↓

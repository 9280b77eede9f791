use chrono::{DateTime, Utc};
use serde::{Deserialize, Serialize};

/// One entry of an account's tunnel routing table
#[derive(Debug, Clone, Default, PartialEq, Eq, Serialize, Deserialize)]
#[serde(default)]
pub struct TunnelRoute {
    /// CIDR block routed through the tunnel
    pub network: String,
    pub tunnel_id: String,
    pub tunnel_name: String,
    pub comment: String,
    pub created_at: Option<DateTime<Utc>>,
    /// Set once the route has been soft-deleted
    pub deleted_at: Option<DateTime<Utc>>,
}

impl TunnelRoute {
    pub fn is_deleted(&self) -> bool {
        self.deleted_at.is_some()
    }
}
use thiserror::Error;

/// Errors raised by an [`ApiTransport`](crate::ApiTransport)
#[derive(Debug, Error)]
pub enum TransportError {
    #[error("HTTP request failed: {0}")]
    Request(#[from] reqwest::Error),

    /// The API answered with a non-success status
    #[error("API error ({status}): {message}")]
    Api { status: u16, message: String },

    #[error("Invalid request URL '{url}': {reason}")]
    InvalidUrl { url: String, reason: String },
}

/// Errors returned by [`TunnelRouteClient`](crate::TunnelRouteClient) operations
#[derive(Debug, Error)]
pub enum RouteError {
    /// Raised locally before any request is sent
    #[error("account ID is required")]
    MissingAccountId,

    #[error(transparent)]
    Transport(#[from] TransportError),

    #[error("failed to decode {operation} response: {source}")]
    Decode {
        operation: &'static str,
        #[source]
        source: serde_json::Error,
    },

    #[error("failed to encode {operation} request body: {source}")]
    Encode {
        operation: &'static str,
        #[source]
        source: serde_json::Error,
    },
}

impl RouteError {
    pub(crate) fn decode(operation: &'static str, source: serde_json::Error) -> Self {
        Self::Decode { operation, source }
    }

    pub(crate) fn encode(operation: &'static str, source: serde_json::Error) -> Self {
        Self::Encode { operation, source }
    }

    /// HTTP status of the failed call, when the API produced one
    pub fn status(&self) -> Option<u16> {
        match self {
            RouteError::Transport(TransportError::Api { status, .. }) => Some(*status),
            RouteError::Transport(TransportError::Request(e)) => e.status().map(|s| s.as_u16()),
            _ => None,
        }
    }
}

↑
↓

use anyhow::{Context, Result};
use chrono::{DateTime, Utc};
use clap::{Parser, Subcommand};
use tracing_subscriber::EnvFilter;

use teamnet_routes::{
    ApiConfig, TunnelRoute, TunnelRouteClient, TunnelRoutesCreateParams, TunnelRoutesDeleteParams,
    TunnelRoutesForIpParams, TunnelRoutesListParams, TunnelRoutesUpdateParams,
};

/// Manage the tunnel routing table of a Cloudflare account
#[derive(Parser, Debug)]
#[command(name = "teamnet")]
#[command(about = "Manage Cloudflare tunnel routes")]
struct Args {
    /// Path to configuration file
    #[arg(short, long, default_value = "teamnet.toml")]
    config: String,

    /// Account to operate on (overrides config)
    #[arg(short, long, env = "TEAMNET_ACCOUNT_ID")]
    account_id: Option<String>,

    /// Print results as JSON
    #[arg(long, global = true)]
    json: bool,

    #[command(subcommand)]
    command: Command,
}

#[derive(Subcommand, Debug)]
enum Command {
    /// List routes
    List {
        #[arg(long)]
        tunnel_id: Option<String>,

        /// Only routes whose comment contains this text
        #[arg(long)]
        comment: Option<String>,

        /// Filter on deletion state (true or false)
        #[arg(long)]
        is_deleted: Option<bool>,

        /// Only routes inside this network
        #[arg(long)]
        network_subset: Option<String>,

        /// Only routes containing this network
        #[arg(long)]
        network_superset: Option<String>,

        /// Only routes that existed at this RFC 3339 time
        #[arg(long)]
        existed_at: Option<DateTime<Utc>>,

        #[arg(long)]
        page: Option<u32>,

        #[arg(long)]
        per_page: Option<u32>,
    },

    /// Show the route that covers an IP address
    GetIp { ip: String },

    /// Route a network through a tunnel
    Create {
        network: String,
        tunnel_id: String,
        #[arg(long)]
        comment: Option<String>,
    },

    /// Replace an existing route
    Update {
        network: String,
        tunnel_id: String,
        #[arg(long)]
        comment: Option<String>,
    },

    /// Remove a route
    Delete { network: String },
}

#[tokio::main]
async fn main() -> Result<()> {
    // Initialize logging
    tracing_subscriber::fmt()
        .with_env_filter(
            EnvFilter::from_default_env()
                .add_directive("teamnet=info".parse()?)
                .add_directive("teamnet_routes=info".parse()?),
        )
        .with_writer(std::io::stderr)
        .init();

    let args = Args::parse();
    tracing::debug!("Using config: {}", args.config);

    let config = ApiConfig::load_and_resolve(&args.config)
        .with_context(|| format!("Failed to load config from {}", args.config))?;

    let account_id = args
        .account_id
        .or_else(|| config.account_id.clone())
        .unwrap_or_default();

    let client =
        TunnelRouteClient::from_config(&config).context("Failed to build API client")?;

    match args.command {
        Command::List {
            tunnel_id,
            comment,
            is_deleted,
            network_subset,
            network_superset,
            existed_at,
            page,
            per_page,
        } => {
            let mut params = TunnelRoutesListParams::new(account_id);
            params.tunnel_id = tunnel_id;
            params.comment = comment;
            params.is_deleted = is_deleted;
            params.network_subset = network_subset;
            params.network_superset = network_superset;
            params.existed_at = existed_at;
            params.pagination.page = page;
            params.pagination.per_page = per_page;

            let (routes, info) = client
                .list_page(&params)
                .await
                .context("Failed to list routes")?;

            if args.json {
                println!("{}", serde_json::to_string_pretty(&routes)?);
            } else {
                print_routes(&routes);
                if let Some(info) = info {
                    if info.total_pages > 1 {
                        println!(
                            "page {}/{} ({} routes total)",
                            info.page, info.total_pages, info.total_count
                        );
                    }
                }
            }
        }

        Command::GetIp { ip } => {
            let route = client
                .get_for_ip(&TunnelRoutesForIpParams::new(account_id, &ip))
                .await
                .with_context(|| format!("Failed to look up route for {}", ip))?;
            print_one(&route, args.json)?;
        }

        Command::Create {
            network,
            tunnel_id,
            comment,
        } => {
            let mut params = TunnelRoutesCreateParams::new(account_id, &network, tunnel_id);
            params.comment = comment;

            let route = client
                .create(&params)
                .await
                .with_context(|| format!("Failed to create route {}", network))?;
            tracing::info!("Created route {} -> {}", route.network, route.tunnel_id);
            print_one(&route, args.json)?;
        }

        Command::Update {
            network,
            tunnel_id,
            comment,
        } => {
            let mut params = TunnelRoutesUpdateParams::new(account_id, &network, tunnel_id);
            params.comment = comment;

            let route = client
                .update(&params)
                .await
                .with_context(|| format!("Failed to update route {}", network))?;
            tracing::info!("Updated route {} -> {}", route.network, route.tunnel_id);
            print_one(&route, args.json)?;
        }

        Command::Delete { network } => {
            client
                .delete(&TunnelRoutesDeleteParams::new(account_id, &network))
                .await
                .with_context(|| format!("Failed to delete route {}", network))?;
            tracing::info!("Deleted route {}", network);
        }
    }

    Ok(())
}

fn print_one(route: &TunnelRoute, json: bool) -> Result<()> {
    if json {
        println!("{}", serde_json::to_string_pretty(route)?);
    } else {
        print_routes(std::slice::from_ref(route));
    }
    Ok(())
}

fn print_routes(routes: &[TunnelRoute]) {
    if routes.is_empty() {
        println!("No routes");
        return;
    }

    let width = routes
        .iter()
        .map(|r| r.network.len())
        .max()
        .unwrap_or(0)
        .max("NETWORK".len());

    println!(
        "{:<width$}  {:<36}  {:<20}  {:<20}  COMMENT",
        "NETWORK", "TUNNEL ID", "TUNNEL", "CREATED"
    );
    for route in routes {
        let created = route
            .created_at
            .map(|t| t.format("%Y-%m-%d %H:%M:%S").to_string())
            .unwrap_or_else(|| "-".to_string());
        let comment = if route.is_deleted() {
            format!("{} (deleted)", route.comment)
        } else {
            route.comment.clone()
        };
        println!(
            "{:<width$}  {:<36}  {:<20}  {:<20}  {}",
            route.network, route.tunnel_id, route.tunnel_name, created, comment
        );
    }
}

↑

_WORK INSTRUCTIONS_.
Your reply must consist solely of the count of lines in the listing above that hold the string "Only".

_REPLY TO THE EXERCISE_.
4